# Thread: Faster squaring for a vector of floats

1. ## Faster squaring for a vector of floats

I wonder whether there is a faster way (faster then the obvious one a=a*a) to square the content of a vector of floats. I remember that bit shifting could be used somehow, but I'm not sure whether this works for floats. Any suggestions on how to achieve this are welcome (perhaps with the code). If you are not sure about the floats, you might assume unsigned int.
Thanks

2. Bit shifting can be used for multiplication of (unsigned) integer types (eg left/right shift n is equivalent to multiplying/dividing by 2 to the n). It won't work for floats - which have a different structure (eg fields that represent mantissa and exponent). The results of twiddling bits in a floating point type (assuming you do some hackery, as C/C++ don't allow it) are specific to your machine's floating point representation.

Have you actually determined that your code for squaring the elements of your vector is something that will benefit from hand-optimisation? By that, have you run a profiler and found the multiplication occurs in the middle of a tight loop, and determined (through analysis) that multiplication can't be moved out of the loop? If you haven't considered this type of thing, I'm concerned you are doing premature optimisation (spending a lot of time optimising code to achieve a very small real benefit).
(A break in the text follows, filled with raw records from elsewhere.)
use arcstr::ArcStr;
use oxc::{allocator::Allocator, ast::ast::Program};
use self_cell::self_cell;

pub struct ProgramCellOwner {
  pub source: ArcStr,
  pub allocator: Allocator,
}

pub struct ProgramCellDependent<'cell> {
  pub program: Program<'cell>,
}

self_cell!(
  /// `ProgramCell` is a wrapper of `Program` that provides a safe way to treat `Program<'ast>` as as owned value without considering the lifetime of `'ast`.
  pub struct ProgramCell {
    owner: ProgramCellOwner,

    #[covariant]
    dependent: ProgramCellDependent,
  }
);
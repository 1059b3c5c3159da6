use std::path::PathBuf;

use crate::{InputItem, Platform};

#[derive(Debug)]
pub struct NormalizedBundlerOptions {
  // --- Input
  pub input: Vec<InputItem>,
  /// The build root, module ids are relative to it.
  pub cwd: PathBuf,
  pub platform: Platform,

  // --- Output
  pub dir: String,
  pub file: String,
}

impl NormalizedBundlerOptions {
  pub fn output_dir(&self) -> PathBuf {
    self.cwd.join(&self.dir)
  }
}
3. Actually, I'm working with external memory computations; that is the main reason small improvements could be of great benefit. I do not use a profiler (dont know how to use it). Do you think using for_each (or transform) with the operation a*=a would be faster? If so, it would if I wanted to square the content of a vector (change the primary vector), but what if I want to transfer the content to some other vector (a*=a would not be an optimization)

4. How old is your machine?
The Intel 8086 / 8088/ 80186 / 80286 / 80386 / 80486 Instruction Set
An actual fmul instruction on anything better than a pentium (must be about a decade old now) is the least of your worries.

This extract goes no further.